We recently met with various executives at EOH to better understand and appreciate the changes to the business since last meeting the company in 2018, prior to the appointment of Stephen van Coller as CEO. In the past two years it is one of the most reported on SA companies by the media and the JSE – it has released 112 SENS announcements since 1 September 2018. In this note we take stock of where the company is on its transformation and what the growth strategy is going forward as normality approaches. Our note does not delve into earnings and valuation as a stable earnings platform is yet to be achieved given ongoing material disposals, write downs, restructuring costs etc. We anticipate FY21 to provide a realistic earnings base from which growth can be achieved, measured and forecast.

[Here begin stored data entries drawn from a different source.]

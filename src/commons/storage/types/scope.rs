//! The scope portion of a value address.

use std::{fmt, str};
use super::segment::{ParseSegmentError, Segment};


//------------ Scope ---------------------------------------------------------

/// The scope of a key.
///
/// A scope consists of a sequence of zero or more segments. The empty
/// scope is the global scope.
#[derive(Clone, Debug, Default, Eq, PartialEq, Ord, PartialOrd, Hash)]
pub struct Scope {
    segments: Vec<Segment>,
}

impl Scope {
    /// Create a new scope from a vec of segments.
    pub fn new(segments: Vec<Segment>) -> Self {
        Scope { segments }
    }

    /// Create an empty scope.
    pub fn global() -> Self {
        Scope::new(Vec::new())
    }

    /// Create a scope from a single segment.
    pub fn from_segment(segment: Segment) -> Self {
        Scope::new(vec![segment])
    }

    /// Returns whether the scope is the global scope, ie., empty.
    pub fn is_global(&self) -> bool {
        self.segments.is_empty()
    }

    /// Returns the number of segments in the scope.
    pub fn len(&self) -> usize {
        self.segments.len()
    }

    /// Returns whether the scope is empty.
    ///
    /// This is identical to being global.
    pub fn is_empty(&self) -> bool {
        self.segments.is_empty()
    }

    /// Returns the segments of the scope.
    pub fn segments(&self) -> &[Segment] {
        &self.segments
    }

    /// Returns whether the scope starts with a certain prefix.
    pub fn starts_with(&self, prefix: &Self) -> bool {
        self.segments.starts_with(&prefix.segments)
    }

    /// Creates a new scope by adding a segment to the end of this scope.
    pub fn with_sub_scope(&self, sub_scope: Segment) -> Self {
        let mut clone = self.clone();
        clone.add_sub_scope(sub_scope);
        clone
    }

    /// Adds a segment to the end of the scope.
    pub fn add_sub_scope(&mut self, sub_scope: Segment) {
        self.segments.push(sub_scope);
    }

    /// Adds a segment to the front of the scope.
    pub fn add_super_scope(&mut self, super_scope: Segment) {
        self.segments.insert(0, super_scope);
    }
}


//--- FromStr, From

impl str::FromStr for Scope {
    type Err = ParseSegmentError;

    fn from_str(s: &str) -> Result<Self, Self::Err> {
        let s = s.strip_suffix(Segment::SEPARATOR).unwrap_or(s);
        if s.is_empty() {
            return Ok(Scope::global())
        }
        let segments = s
            .split(Segment::SEPARATOR)
            .map(Segment::parse)
            .collect::<Result<_, _>>()?;
        Ok(Scope { segments })
    }
}

impl From<Vec<Segment>> for Scope {
    fn from(segments: Vec<Segment>) -> Self {
        Scope { segments }
    }
}


//--- Display

impl fmt::Display for Scope {
    fn fmt(&self, f: &mut fmt::Formatter<'_>) -> fmt::Result {
        let mut first = true;
        for segment in &self.segments {
            if !first {
                write!(f, "{}", Segment::SEPARATOR)?;
            }
            first = false;
            f.write_str(segment.as_str())?;
        }
        Ok(())
    }
}


//============ Tests =========================================================

#[cfg(test)]
mod tests {
    use super::*;

    #[test]
    fn test_starts_with() {
        let full: Scope = "this/is/a/beautiful/scope".parse().unwrap();
        let partial: Scope = "this/is/a".parse().unwrap();
        let wrong: Scope = "this/is/b".parse().unwrap();

        assert!(full.starts_with(&partial));
        assert!(full.starts_with(&Scope::global()));
        assert!(!partial.starts_with(&full));
        assert!(!full.starts_with(&wrong));
    }

    #[test]
    fn display_round_trips() {
        let scope: Scope = "course-1/user-2".parse().unwrap();
        assert_eq!(scope.to_string(), "course-1/user-2");
        assert_eq!(scope.len(), 2);
        assert!("".parse::<Scope>().unwrap().is_global());
    }
}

We do not want to delve too deeply into EOH’s turnaround but focus more on its operations, its strategy, opportunities and risks. However, highlighting some of the events that have occurred sheds light on the magnitude and complexity of the problems that the new management team had to contend with. All the time being very transparent to stakeholders and ensuring customers and suppliers are kept satisfied and retained. The new management team believe strongly in EOH’s future as they have given up senior positions at numerous blue-chip companies and exposed themselves to reputational and financial risk.
EOH was a sizeable IT solutions company, the biggest in SA before its turnaround. Its rate of acquisitive growth was astounding and not even its clients realised how broad the group’s reach had grown. For this reason, its demise would have had systemic risk issues, particularly in the public sector where it was assisting large municipalities (City of JHB, Tshwane) and services (SASSA, Home Affairs). Its presence across SA banks and insurers was also significant, although this became more apparent as the turnaround was underway. Therefore, failure was not an option and assistance from the public sector, its large financial clients and its lenders was key.
Pending clarity on SITA’s stance on public sector participation (management is confident a status quo will be maintained), we believe EOH news flow will turn positive as it demonstrates its returned path to financial growth with significantly better earnings visibility. With management more focused on the future of the business and reputation risk dissipating, we anticipate the business pipeline to grow and on more favourable contract terms. This combined with EOH’s strong market presence, energised management team and world class service offering in a high growth sector, its likely to see investors once again being attracted to the company.